# HOW TO COMPLETE THIS TASK:
When you reach the line containing "pub fn find_by_channel(&self, channel: u8)" in the records below, start copying exactly, and stop once you have copied the line containing "Mutable slot accessor.".
++++++
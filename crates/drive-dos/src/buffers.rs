//! Sector buffer pool.
//!
//! A fixed array of 256-byte buffers backs all channel I/O: block commands,
//! loader page buffers, and the status line. Slot `BUFFER_COUNT` is
//! reserved for the error buffer, pinned to channel 15 and never freed.
//! User buffers bind to one channel (0..14) each; system buffers carry a
//! sentinel channel and survive `free_all(keep_system = true)` so that
//! loaders keep their pages across command cycles.

/// Number of general-purpose data buffers.
pub const BUFFER_COUNT: usize = 8;

/// Pool slot reserved for the error buffer.
pub const ERROR_BUFFER: usize = BUFFER_COUNT;

/// Channel number of the command/status channel.
pub const ERROR_CHANNEL: u8 = 15;

/// Channel sentinel marking a buffer as system-owned.
pub const SYSTEM_CHANNEL: u8 = 0xFF;

/// Sector a dirty buffer must be written back to when it is freed.
#[derive(Debug, Clone, Copy, PartialEq, Eq)]
pub struct SectorRef {
    pub part: u8,
    pub track: u8,
    pub sector: u8,
}

/// One 256-byte buffer plus its channel bookkeeping.
pub struct Buffer {
    /// Sector-sized data area.
    pub data: [u8; 256],
    /// Slot is in use.
    pub allocated: bool,
    /// Survives `free_all(keep_system = true)`.
    pub system: bool,
    /// Owning channel (0..14 user, 15 error, `SYSTEM_CHANNEL` system).
    pub channel: u8,
    /// Next byte to read or write.
    pub position: u8,
    /// Index of the final valid byte (usable length = lastused + 1).
    pub lastused: u8,
    /// Secondary address recorded at open time.
    pub secondary: u8,
    /// Set when the buffer holds unwritten sector data; freeing flushes it.
    pub writeback: Option<SectorRef>,
}

impl Buffer {
    fn empty() -> Self {
        Self {
            data: [0; 256],
            allocated: false,
            system: false,
            channel: 0,
            position: 0,
            lastused: 0,
            secondary: 0,
            writeback: None,
        }
    }

    /// Window the host can read: `position` must never pass `lastused + 1`.
    #[must_use]
    pub fn window_valid(&self) -> bool {
        u16::from(self.position) <= u16::from(self.lastused) + 1
    }
}

/// Fixed pool of `BUFFER_COUNT + 1` buffers; the extra slot is the error
/// buffer.
pub struct BufferPool {
    slots: Vec<Buffer>,
}

impl BufferPool {
    /// Create a pool with the error buffer already allocated.
    #[must_use]
    pub fn new() -> Self {
        let mut slots: Vec<Buffer> = (0..=BUFFER_COUNT).map(|_| Buffer::empty()).collect();
        let err = &mut slots[ERROR_BUFFER];
        err.allocated = true;
        err.system = true;
        err.channel = ERROR_CHANNEL;
        Self { slots }
    }

    /// Allocate a buffer for a user channel (0..14). First fit; `None`
    /// when the pool is exhausted (the caller reports NO CHANNEL).
    pub fn allocate_user(&mut self, channel: u8) -> Option<usize> {
        debug_assert!(channel < ERROR_CHANNEL);
        self.allocate(channel, false)
    }

    /// Allocate a system buffer (loader pages, scan scratch space).
    pub fn allocate_system(&mut self) -> Option<usize> {
        self.allocate(SYSTEM_CHANNEL, true)
    }

    fn allocate(&mut self, channel: u8, system: bool) -> Option<usize> {
        let idx = self.slots[..BUFFER_COUNT]
            .iter()
            .position(|b| !b.allocated)?;
        let buf = &mut self.slots[idx];
        *buf = Buffer::empty();
        buf.allocated = true;
        buf.system = system;
        buf.channel = channel;
        buf.lastused = 255;
        Some(idx)
    }

    /// Find the live buffer bound to a channel. Channel 15 always resolves
    /// to the error buffer.
    #[must_use]
    pub fn find_by_channel(&self, channel: u8) -> Option<usize> {
        if channel == ERROR_CHANNEL {
            return Some(ERROR_BUFFER);
        }
        self.slots[..BUFFER_COUNT]
            .iter()
            .position(|b| b.allocated && b.channel == channel)
    }

    /// Mark a slot free. The caller is responsible for flushing the
    /// write-back target first (see `Drive::free_buffer`). The error
    /// buffer cannot be released.
    pub fn release(&mut self, idx: usize) {
        if idx == ERROR_BUFFER {
            return;
        }
        self.slots[idx].allocated = false;
        self.slots[idx].writeback = None;
    }

    /// Slot accessor.
    #[must_use]
    pub fn buf(&self, idx: usize) -> &Buffer {
        &self.slots[idx]
    }

    /// Mutable slot accessor.
    pub fn buf_mut(&mut self, idx: usize) -> &mut Buffer {
        &mut self.slots[idx]
    }

    /// Indices of allocated data buffers, optionally skipping system ones.
    #[must_use]
    pub fn allocated_indices(&self, skip_system: bool) -> Vec<usize> {
        self.slots[..BUFFER_COUNT]
            .iter()
            .enumerate()
            .filter(|(_, b)| b.allocated && !(skip_system && b.system))
            .map(|(i, _)| i)
            .collect()
    }
}

impl Default for BufferPool {
    fn default() -> Self {
        Self::new()
    }
}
++++++
# TASK OUTPUT:
    pub fn find_by_channel(&self, channel: u8) -> Option<usize> {
        if channel == ERROR_CHANNEL {
            return Some(ERROR_BUFFER);
        }
        self.slots[..BUFFER_COUNT]
            .iter()
            .position(|b| b.allocated && b.channel == channel)
    }

    /// Mark a slot free. The caller is responsible for flushing the
    /// write-back target first (see `Drive::free_buffer`). The error
    /// buffer cannot be released.
    pub fn release(&mut self, idx: usize) {
        if idx == ERROR_BUFFER {
            return;
        }
        self.slots[idx].allocated = false;
        self.slots[idx].writeback = None;
    }

    /// Slot accessor.
    #[must_use]
    pub fn buf(&self, idx: usize) -> &Buffer {
        &self.slots[idx]
    }

    /// Mutable slot accessor.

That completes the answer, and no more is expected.